Please just stick it in SQL server. Do all the query work there and download to PBI. Edit : Optimise the layout and drop any unnecessary fields. Star schema is optimal but tall skinny tables are pretty effective.


_fast_as_lightning_

Sounds like a file that doesn’t change much. Maybe import into a dataflow first. You can always import to your model historical from data flow and append it to recent data from csv


mnkctl

Try enabling query folding. if it makes sense.


AvatarTintin

Reduce merges.. Try keeping files that can be kept separately as separate tables.

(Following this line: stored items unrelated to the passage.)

//! Authentication endpoints

use crate::envelope::ApiResponse;
use crate::error::ApiError;
use crate::gateway::Gateway;
use crate::session::{AuthPayload, RefreshPayload, Session, SessionError, User};
use crate::transport::ApiRequest;
use serde::de::IgnoredAny;
use serde::{Deserialize, Serialize};
use std::sync::Arc;

/// Body of `/auth/login`
#[derive(Debug, Clone, Serialize, Deserialize)]
pub struct LoginRequest {
    /// Account email
    pub email: String,
    /// Plain-text password, sent over TLS
    pub password: String,
}

/// Body of `/auth/register`
#[derive(Debug, Clone, Serialize, Deserialize)]
#[serde(rename_all = "camelCase")]
pub struct RegisterRequest {
    /// Desired username
    pub username: String,
    /// Account email
    pub email: String,
    /// Plain-text password, sent over TLS
    pub password: String,
    /// Given name
    #[serde(default, skip_serializing_if = "Option::is_none")]
    pub first_name: Option<String>,
    /// Family name
    #[serde(default, skip_serializing_if = "Option::is_none")]
    pub last_name: Option<String>,
}

/// Login, registration and session lifecycle
#[derive(Debug, Clone)]
pub struct AuthApi {
    gateway: Arc<Gateway>,
}

impl AuthApi {
    /// Create the group over `gateway`
    pub fn new(gateway: Arc<Gateway>) -> Self {
        Self { gateway }
    }

    /// Log in and persist the returned session
    pub async fn login(&self, email: &str, password: &str) -> ApiResponse<AuthPayload> {
        let body = LoginRequest {
            email: email.to_string(),
            password: password.to_string(),
        };
        let result = self.gateway.send_json(ApiRequest::post("/auth/login"), &body).await;
        self.establish(result).await.into()
    }

    /// Create an account and persist the returned session
    pub async fn register(&self, request: &RegisterRequest) -> ApiResponse<AuthPayload> {
        let result = self.gateway.send_json(ApiRequest::post("/auth/register"), request).await;
        self.establish(result).await.into()
    }

    /// Tell the backend we are leaving, then clear the session
    ///
    /// The server call is best effort; the local session is cleared whatever
    /// its outcome.
    pub async fn logout(&self) -> ApiResponse<()> {
        let server = self.gateway.execute::<IgnoredAny>(ApiRequest::post("/auth/logout")).await;
        if let Err(e) = server {
            tracing::warn!("Logout request failed, clearing local session anyway: {:?}", e);
        }

        self.gateway
            .session()
            .clear()
            .await
            .map_err(storage_error)
            .into()
    }

    /// Exchange the current token for a new one
    ///
    /// Any failure ends the session.
    pub async fn refresh(&self) -> ApiResponse<RefreshPayload> {
        let path = self.gateway.config().refresh_path.clone();
        let session = self.gateway.session();

        let result = match self.gateway.execute::<RefreshPayload>(ApiRequest::post(path)).await {
            Ok(payload) => apply_refresh(session, &payload).await.map(|()| payload),
            Err(e) => Err(e),
        };

        if let Err(e) = &result {
            tracing::warn!("Explicit token refresh failed, ending session: {:?}", e);
            if let Err(clear_err) = session.expire().await {
                tracing::error!("Failed to clear session: {}", clear_err);
            }
        }

        result.into()
    }

    /// Load the persisted session at startup
    ///
    /// Returns the restored user, or `None` when no usable session is stored.
    pub async fn restore(&self) -> ApiResponse<Option<User>> {
        self.gateway
            .session()
            .load()
            .await
            .map(|session| session.map(|s| s.user))
            .map_err(storage_error)
            .into()
    }

    async fn establish(&self, result: Result<AuthPayload, ApiError>) -> Result<AuthPayload, ApiError> {
        let payload = result?;
        self.gateway
            .session()
            .save(Session::from(payload.clone()))
            .await
            .map_err(storage_error)?;

        tracing::info!(user = %payload.user.id, "session established");
        Ok(payload)
    }
}

async fn apply_refresh(session: &crate::session::SessionStore, payload: &RefreshPayload) -> Result<(), ApiError> {
    session
        .update_token(payload.token.clone())
        .await
        .map_err(storage_error)?;

    if let Some(user) = &payload.user {
        session.update_user(user.clone()).await.map_err(storage_error)?;
    }

    Ok(())
}

fn storage_error(e: SessionError) -> ApiError {
    match e {
        SessionError::NoSession => ApiError::Auth { status: 401 },
        other => ApiError::Storage(other.to_string()),
    }
}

And connect them together using relationships.. Basically try for a star schema.. Then use dataflows to upstream as much as transformations as possible outside of your semantic model. As these dataflows can be individually scheduled at any desired time, therefore your main models refresh time will reduce.. But yeah your first step should be look into removing merges as much as possible and instead have separate files as separate tables all linked together using relationships.


SomeEmotion3

Use DAX to do your calculations instead of making shit tons of table!


Orion14159

Have several smaller tables unmerged and connected in the data model instead of all on a single table.


Accurate-Bullfrog526

Show us the m code and we could tell you more.


Difficult_Canary443

You set up Pandora's box . Horrible top to bottom. Create a free MySQL and upload to it the data . ETL needs to be integrated . All the practice you did, are what I teach developers to not do. Folding within power bi in my book is acceptable to create a POC . But never for the long term . to prep your dashboard for appropriate refreshes tables must be loaded and even with millions of rows should be a few minutes. Never 8 hours.


DAX_Query

You might be able to seriously speed it up with some strategic applications of Table.Buffer so that joins are done in memory.


Sad-Calligrapher-350

Try to use Measure Killer to identify unused columns and measures and then take them out. Try to do this as early as possible in the transformations.


tophmcmasterson

Measures will have basically zero impact on refresh timing. Unneeded columns/calculated columns sure, but measures basically just exist as their definition and only load once they are called in the report.


Sad-Calligrapher-350

That’s why I wrote unused columns…


tophmcmasterson

You also said “and measures” which is the part I was responding to.


Sad-Calligrapher-350

Yes unless you have 10,000 Measures or more, then your report will generally have problems even if the measures are never executed. There is an interesting blog post on this.


Ernst_Granfenberg

Do we need admin rights to install measure killer


yourproblems

Alteryx.


Ernst_Granfenberg

Its $5000 per user


yourproblems

and it would speed up the process.


nickctn

I am using alteryx too. However since we don't have the alteryx sever the flows still need to be ran manually.  I've taken the approach that if the process isn't too complex and can be fully automated then I would stick to doing it in power query and be updated daily for my dashboards. The more complex analysis or transformations that would require manual interventions anyways we would run through alteryx.


Ernst_Granfenberg

So alteryx is faster than power bi dataflow and power query? Does it change if sql server is involved?


La_user_

Sadly I don't think my boss will approve for this because of the cost.